Quick start#

Installation#

Installation from source repository:

git clone https://esm-tools/pycmor.git
cd pycmor
pip install pycmor[<extras>]

For more details in installation options, please refer section installation

Setting up a task to pycmor#

At the heart of pycmor is the yaml configuration file. pycmor gathers all the information it needs to perform CMORization of your data from this file.

The yaml file has 4 sections: - general global settings that are applicable to all the rules - pycmor settings for controlling the behavior of the tool - rules each rule defines parameters per variable. - pipelines processing steps to carry out cmorization procress.
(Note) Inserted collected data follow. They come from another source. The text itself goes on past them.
// Copyright (c) 2022 Huawei Technologies Co.,Ltd. All rights reserved.
//
// sysMaster is licensed under Mulan PSL v2.
// You can use this software according to the terms and conditions of the Mulan
// PSL v2.
// You may obtain a copy of Mulan PSL v2 at:
//         http://license.coscl.org.cn/MulanPSL2
// THIS SOFTWARE IS PROVIDED ON AN "AS IS" BASIS, WITHOUT WARRANTIES OF ANY
// KIND, EITHER EXPRESS OR IMPLIED, INCLUDING BUT NOT LIMITED TO
// NON-INFRINGEMENT, MERCHANTABILITY OR FIT FOR A PARTICULAR PURPOSE.
// See the Mulan PSL v2 for more details.

//! Dependency edges expressed as symlinks in "<target>.<relation>/".

use crate::dropin::mkdir_parents;
use crate::error::*;
use basic::path_util::basename;
use std::{
    fmt, fs, io,
    path::{Path, PathBuf},
};

/// kind of a dependency edge
#[derive(Debug, Clone, PartialEq, Eq)]
pub enum Relation {
    /// weak dependency, "<target>.wants/"
    Wants,
    /// hard dependency, "<target>.requires/"
    Requires,
    /// any other directory suffix, e.g. "upholds"
    Custom(String),
}

impl Relation {
    /// the directory suffix of this relation
    pub fn as_str(&self) -> &str {
        match self {
            Relation::Wants => "wants",
            Relation::Requires => "requires",
            Relation::Custom(s) => s,
        }
    }
}

impl fmt::Display for Relation {
    fn fmt(&self, f: &mut fmt::Formatter<'_>) -> fmt::Result {
        f.write_str(self.as_str())
    }
}

/// Link `source` into `dest/<target>.<relation>/`.
///
/// An absolute `source` is linked as is, a relative one is taken relative
/// to `dest`. An existing link with the same destination is fine, an
/// existing link pointing elsewhere or a non-link in the way is reported as
/// `Error::Conflict` rather than ignored.
pub fn add_symlink(dest: &Path, target: &str, relation: &Relation, source: &str) -> Result<PathBuf> {
    let name = basename(source);
    if target.is_empty()
        || target.contains('/')
        || name.is_empty()
        || name == "/"
        || relation.as_str().is_empty()
    {
        return Err(Error::Invalid {
            what: format!(
                "invalid dependency {} {} {}",
                target,
                relation.as_str(),
                source
            ),
        });
    }

    let from = if source.starts_with('/') {
        PathBuf::from(source)
    } else {
        Path::new("..").join(source)
    };

    let dir = dest.join(format!("{}.{}", target, relation));
    mkdir_parents(&dir)?;
    let to = dir.join(name);

    match std::os::unix::fs::symlink(&from, &to) {
        Ok(_) => {
            log::debug!("Created symlink {} -> {}", to.display(), from.display());
            Ok(to)
        }
        Err(e) if e.kind() == io::ErrorKind::AlreadyExists => match fs::read_link(&to) {
            Ok(existing) if existing == from => {
                log::debug!("Symlink {} already exists", to.display());
                Ok(to)
            }
            _ => Err(Error::Conflict {
                path: to,
                origin: None,
            }),
        },
        Err(e) => Err(Error::Io {
            action: "create symlink",
            path: to,
            source: e,
        }),
    }
}
//! Records as they sit in the shared document
//!
//! Every client appends to the same array, and not every client agrees on
//! how a timestamp is spelled or which fields may be null. A
//! [`StoredRecord`] is an array element kept exactly as it was read, so an
//! append sends other writers' records back unchanged and a record this
//! version cannot interpret never blocks the pool.

use crate::error::{PoolError, PoolResult};
use crate::record::Record;
use serde::{Deserialize, Serialize};
use serde_json::Value;

/// One element of the document, held verbatim
#[derive(Debug, Clone, PartialEq, Serialize, Deserialize)]
#[serde(transparent)]
pub struct StoredRecord(Value);

impl StoredRecord {
    /// Wrap a raw JSON element
    #[inline]
    #[must_use]
    pub fn from_value(value: Value) -> Self {
        Self(value)
    }

    /// Encode a record for appending.
    ///
    /// # Errors
    /// `Validation` if the record cannot be represented as JSON.
    pub fn encode(record: &Record) -> PoolResult<Self> {
        serde_json::to_value(record)
            .map(Self)
            .map_err(|e| PoolError::validation(format!("record cannot be encoded: {e}")))
    }

    /// Interpret the element as a [`Record`].
    ///
    /// # Errors
    /// `Validation` when required fields are missing or malformed.
    pub fn decode(&self) -> PoolResult<Record> {
        Record::deserialize(&self.0)
            .map_err(|e| PoolError::validation(format!("unreadable record: {e}")))
    }

    /// The `id` field as written, if it is a string or number
    #[must_use]
    pub fn id_hint(&self) -> Option<String> {
        match self.0.get("id")? {
            Value::String(id) => Some(id.clone()),
            Value::Number(id) => Some(id.to_string()),
            _ => None,
        }
    }

    /// Borrow the raw element
    #[inline]
    #[must_use]
    pub fn as_value(&self) -> &Value {
        &self.0
    }

    /// Take the raw element
    #[inline]
    #[must_use]
    pub fn into_value(self) -> Value {
        self.0
    }
}

impl From<Value> for StoredRecord {
    fn from(value: Value) -> Self {
        Self(value)
    }
}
For detailed description on this sections, please refer to pycmor_building_blocks_

As an example task to cmorize FESOM 1.4’s CO2f variable, create a file called basic.yaml and populate with the following content

general:
  cmor_version: "CMIP6"
  CMIP_Tables_Dir: "/Users/pasili001/repos/pycmor/cmip6-cmor-tables/Tables"
  CV_Dir: /Users/pasili001/repos/pycmor/cmip6-cmor-tables/CMIP6_CVs
pycmor:
  warn_on_no_rule: False
  dask_cluster: "local"
  enable_output_subdirs: False
rules:
  - name: process_CO2f
    inputs:
      - path: /Users/pasili001/sampledata
        pattern: CO2f_fesom_.*nc
    cmor_variable: fgco2
    model_variable: CO2f
    output_directory: .
    variant_label: r1i1p1f1
    experiment_id: piControl
    source_id: AWI-CM-1-1-HR
    model_component: seaIce
    grid_label: gn
    pipelines:
      - default
pipelines:
  - name: default
    steps:
      - "pycmor.gather_inputs.load_mfdataset"
      - "pycmor.generic.get_variable"
      - "pycmor.timeaverage.compute_average"
      - "pycmor.units.handle_unit_conversion"
      - "pycmor.global_attributes.set_global_attributes"
      - "pycmor.generic.trigger_compute"
      - "pycmor.files.save_dataset"
  - name: partial
    steps:
      - "pycmor.gather_inputs.load_mfdataset"
      - "pycmor.generic.get_variable"
      - "pycmor.units.handle_unit_conversion"

Here is a brief description of each field in each section.

general:
  cmor_version: <- specify CMIP version. i.e., CMIP6 or CMIP7
  CMIP_Tables_Dir: <- path to CMIP tables
  CV_Dir: <- path to CMIP controlled vocabularies
pycmor:
  warn_on_no_rule: <- Turn on or off warnings (not mandatory)
  dask_cluster: <- Specify the dask cluster to use. i.e., "local" or "slurm"
  enable_output_subdirs: <- if True, creates sub-dirs according to DRS described in CVs
rules:
  - name: <- any descriptive name like process_CO2f or test_run_CO2f or anything
    inputs:
      - path: <- directory where the source data files are residing
        pattern: <- pattern to match the desired files. example: CO2f_fesom_.*nc
    cmor_variable: <- variable name to map in the CMIP Table. example: fgco2
    model_variable: <- variable name in the source data files. example: CO2f
    output_directory: <- directory where the output is to be written.
    variant_label:   |
    experiment_id:   |
    source_id:       | <- required for populating Global Attributes.
    model_component: |
    grid_label:      |
    pipelines:
      - default <- which pipeline to use. (choose default or partial)
pipelines:
  - name: default  <- any descriptive name
    steps:
      - "pycmor.gather_inputs.load_mfdataset"
      - "pycmor.generic.get_variable"
      - "pycmor.timeaverage.compute_average"
      - "pycmor.units.handle_unit_conversion"
      - "pycmor.global_attributes.set_global_attributes"ß
      - "pycmor.generic.trigger_compute"
      - "pycmor.files.save_dataset"
  - name: partial
    steps:
      - "pycmor.gather_inputs.load_mfdataset"
      - "pycmor.generic.get_variable"
      - "pycmor.units.handle_unit_conversion"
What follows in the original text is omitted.